#### Work item:
Copy out each line of the entries where the word "impl" is present.

#### The input:

impl OrderingError {
    /// Get the HTTP status code for this error
    pub fn status_code(&self) -> StatusCode {
        match self {
            OrderingError::Draft(_) => StatusCode::NOT_FOUND,
            OrderingError::Stock(_) => StatusCode::CONFLICT,
            OrderingError::Submission(e) => e.status_code(),
            OrderingError::Control(_) => StatusCode::BAD_REQUEST,
            OrderingError::Config(_) => StatusCode::INTERNAL_SERVER_ERROR,
            OrderingError::Validation(_) => StatusCode::BAD_REQUEST,
            OrderingError::Storage(e) => e.status_code(),
            OrderingError::Request(e) => e.status_code(),
            OrderingError::Internal(_) => StatusCode::INTERNAL_SERVER_ERROR,
        }
    }

    /// Get the error code for this error
    pub fn error_code(&self) -> &'static str {
        match self {
            OrderingError::Draft(e) => e.error_code(),
            OrderingError::Stock(e) => e.error_code(),
            OrderingError::Submission(e) => e.error_code(),
            OrderingError::Control(e) => e.error_code(),
            OrderingError::Config(_) => "CONFIG_ERROR",
            OrderingError::Validation(_) => "VALIDATION_ERROR",
            OrderingError::Storage(e) => e.error_code(),
            OrderingError::Request(e) => e.error_code(),
            OrderingError::Internal(_) => "INTERNAL_ERROR",
        }
    }

    /// Coarse failure class exposed as `reason`
    pub fn reason(&self) -> &'static str {
        match self {
            OrderingError::Draft(_) => "not-found",
            OrderingError::Stock(_) => "out-of-stock",
            OrderingError::Submission(SubmissionError::WindowClosed { .. }) => "window-closed",
            OrderingError::Submission(SubmissionError::EmptyOrder) => "empty-order",
            OrderingError::Control(_) | OrderingError::Validation(_) => "validation",
            OrderingError::Storage(StorageError::Conflict { .. }) => "conflict",
            OrderingError::Storage(_) => "storage",
            OrderingError::Request(RequestError::Unauthorized { .. }) => "unauthorized",
            OrderingError::Request(RequestError::Forbidden { .. }) => "forbidden",
            OrderingError::Request(_) => "validation",
            OrderingError::Config(_) | OrderingError::Internal(_) => "internal",
        }
    }

    /// Convert to an error response
    pub fn to_response(&self) -> ErrorResponse {
        ErrorResponse {
            error: self.to_string(),
            reason: self.reason(),
            code: self.error_code(),
            details: self.details(),
        }
    }

    fn details(&self) -> Option<serde_json::Value> {
        match self {
            OrderingError::Submission(SubmissionError::WindowClosed { advisory }) => {
                Some(serde_json::json!({ "advisory": advisory }))
            }
            OrderingError::Stock(StockError::Insufficient {
                product_id,
                requested,
                available,
            }) => Some(serde_json::json!({
                "productId": product_id.to_string(),
                "requested": requested,
                "available": available
            })),
            OrderingError::Stock(StockError::ProductUnavailable { product_id }) => {
                Some(serde_json::json!({ "productId": product_id.to_string() }))
            }
            OrderingError::Validation(ValidationError::FieldErrors(errors)) => {
                Some(serde_json::json!({ "fields": errors }))
            }
            _ => None,
        }
    }
}
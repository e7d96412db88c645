//! Wholesale storefront demo
//!
//! Seeds one tenant with a small catalog and serves the full API:
//!
//! ```sh
//! RUST_LOG=ordering=debug,tower_http=info cargo run --example storefront
//! ```
//!
//! Set `STOREFRONT_CONFIG` to a YAML file (see `demos/storefront/storefront.yaml`)
//! to change the schedule, prefix or advisory wording.

use ordering::prelude::*;
use tracing_subscriber::EnvFilter;

const TENANT_ID: &str = "e2e92411-5568-4436-a388-464c649a5a97";
const CLIENT_ID: &str = "4a8a0b37-6d84-4e58-9c0e-3cf36a0ad3c1";
const ADMIN_ID: &str = "9f1b6c52-2f0e-4d53-8b6a-0b8e2f3f1a77";

#[tokio::main]
async fn main() -> Result<()> {
    tracing_subscriber::fmt()
        .with_env_filter(
            EnvFilter::try_from_default_env()
                .unwrap_or_else(|_| EnvFilter::new("ordering=info,tower_http=info")),
        )
        .init();

    let config = match std::env::var("STOREFRONT_CONFIG") {
        Ok(path) => StorefrontConfig::from_yaml_file(&path)?,
        Err(_) => StorefrontConfig::default(),
    };
    let bind_address = config.server.bind_address.clone();

    let tenant_id = Uuid::parse_str(TENANT_ID)?;
    let catalog = InMemoryCatalog::new();
    seed_catalog(&catalog, tenant_id)?;

    println!("Wholesale storefront on http://{}", bind_address);
    println!();
    println!("  Tenant:  x-tenant-id: {}", TENANT_ID);
    println!("  Client:  x-client-id: {}", CLIENT_ID);
    println!("  Admin:   x-admin-id:  {}", ADMIN_ID);
    println!();
    println!("  GET    /draft                          - Current draft with totals");
    println!("  POST   /draft/items                    - Add a catalog product");
    println!("  POST   /draft/items/unlisted           - Add an unlisted item (multipart)");
    println!("  PUT    /draft/items/{{item_id}}          - Change a quantity (< 1 removes)");
    println!("  DELETE /draft/items/{{item_id}}          - Remove an item");
    println!("  DELETE /draft/items/{{item_id}}/image    - Drop an unlisted item's image");
    println!("  POST   /draft/submit                   - Submit the draft");
    println!("  GET    /orders                         - Submitted orders");
    println!("  GET    /order-control                  - Window state and advisory");
    println!("  PATCH  /admin/order-control            - Change the schedule or flags");
    println!("  PUT    /admin/order-control/message    - Set the custom message");
    println!("  GET    /ws?tenant=..&client=..         - Push channel");
    println!();

    ServerBuilder::new()
        .with_config(config)
        .with_catalog(catalog)
        .serve(&bind_address)
        .await
}

fn seed_catalog(catalog: &InMemoryCatalog, tenant_id: Uuid) -> Result<()> {
    let products = [
        ("Espresso beans 1kg", Decimal::new(2450, 2), 40),
        ("Oat milk 12x1L", Decimal::new(1899, 2), 25),
        ("Paper cups 8oz x1000", Decimal::new(6200, 2), 10),
        ("Cane sugar sticks x500", Decimal::new(1175, 2), 0),
    ];

    for (name, price, stock) in products {
        let id = Uuid::new_v4();
        catalog.upsert(
            tenant_id,
            ProductSnapshot {
                id,
                name: name.to_string(),
                price,
                stock,
                image_path: None,
            },
        )?;
        println!("  product {}  {:<24} {:>8}  stock {}", id, name, price, stock);
    }

    Ok(())
}
//! HTTP + WebSocket server for the storefront
//!
//! `ServerBuilder` wires stores and collaborators into a `ServerHost`;
//! the exposures turn the host into routers.

pub mod builder;
pub mod exposure;
pub mod host;
pub mod router;

pub use builder::ServerBuilder;
pub use exposure::RestExposure;
#[cfg(feature = "websocket")]
pub use exposure::WebSocketExposure;
pub use host::{HostComponents, ServerHost};
pub use router::AppState;
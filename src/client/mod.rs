//! Client-side state reconciliation

pub mod view;

pub use view::{ControlView, ViewChange};
//! WebSocket push channel
//!
//! ```text
//! Session ──ws──▶ /ws ──▶ ws_handler() ──▶ ConnectionManager
//!                                              │
//!                                   audience + kind filter
//!                                              │
//!                        EventBus ──broadcast──▶ dispatch ──▶ Session
//! ```
//!
//! Delivery is best-effort. A session that misses a push reconciles by
//! fetching `GET /order-control`; submission never depends on a push.

mod handler;
mod manager;
pub mod protocol;

pub use manager::ConnectionManager;

use crate::server::host::ServerHost;
use anyhow::Result;
use axum::{Router, routing::get};
use std::sync::Arc;

pub struct WebSocketExposure;

impl WebSocketExposure {
    /// Build the `/ws` router and spawn the dispatch loop on the host's bus
    pub fn build_router(host: Arc<ServerHost>) -> Result<Router> {
        let connection_manager = Arc::new(ConnectionManager::new());

        let cm = connection_manager.clone();
        let rx = host.event_bus().subscribe();
        tokio::spawn(async move {
            cm.run_dispatch_loop(rx).await;
        });

        let router = Router::new()
            .route("/ws", get(handler::ws_handler))
            .with_state(connection_manager);

        Ok(router)
    }
}
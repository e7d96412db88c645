//! Time source for gated decisions

use chrono::{DateTime, Duration, Utc};
use std::sync::RwLock;

pub trait Clock: Send + Sync {
    fn now(&self) -> DateTime<Utc>;
}

#[derive(Debug, Clone, Copy, Default)]
pub struct SystemClock;

impl Clock for SystemClock {
    fn now(&self) -> DateTime<Utc> {
        Utc::now()
    }
}

/// Manually driven clock for tests and demos
#[derive(Debug)]
pub struct FixedClock {
    now: RwLock<DateTime<Utc>>,
}

impl FixedClock {
    pub fn new(now: DateTime<Utc>) -> Self {
        Self {
            now: RwLock::new(now),
        }
    }

    pub fn set(&self, now: DateTime<Utc>) {
        match self.now.write() {
            Ok(mut guard) => *guard = now,
            Err(poisoned) => *poisoned.into_inner() = now,
        }
    }

    pub fn advance(&self, by: Duration) {
        let next = self.now() + by;
        self.set(next);
    }
}

impl Clock for FixedClock {
    fn now(&self) -> DateTime<Utc> {
        match self.now.read() {
            Ok(guard) => *guard,
            Err(poisoned) => *poisoned.into_inner(),
        }
    }
}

#### Solution to the exercise:
impl OrderingError {
impl WebSocketExposure {
impl Clock for SystemClock {
impl FixedClock {
impl Clock for FixedClock {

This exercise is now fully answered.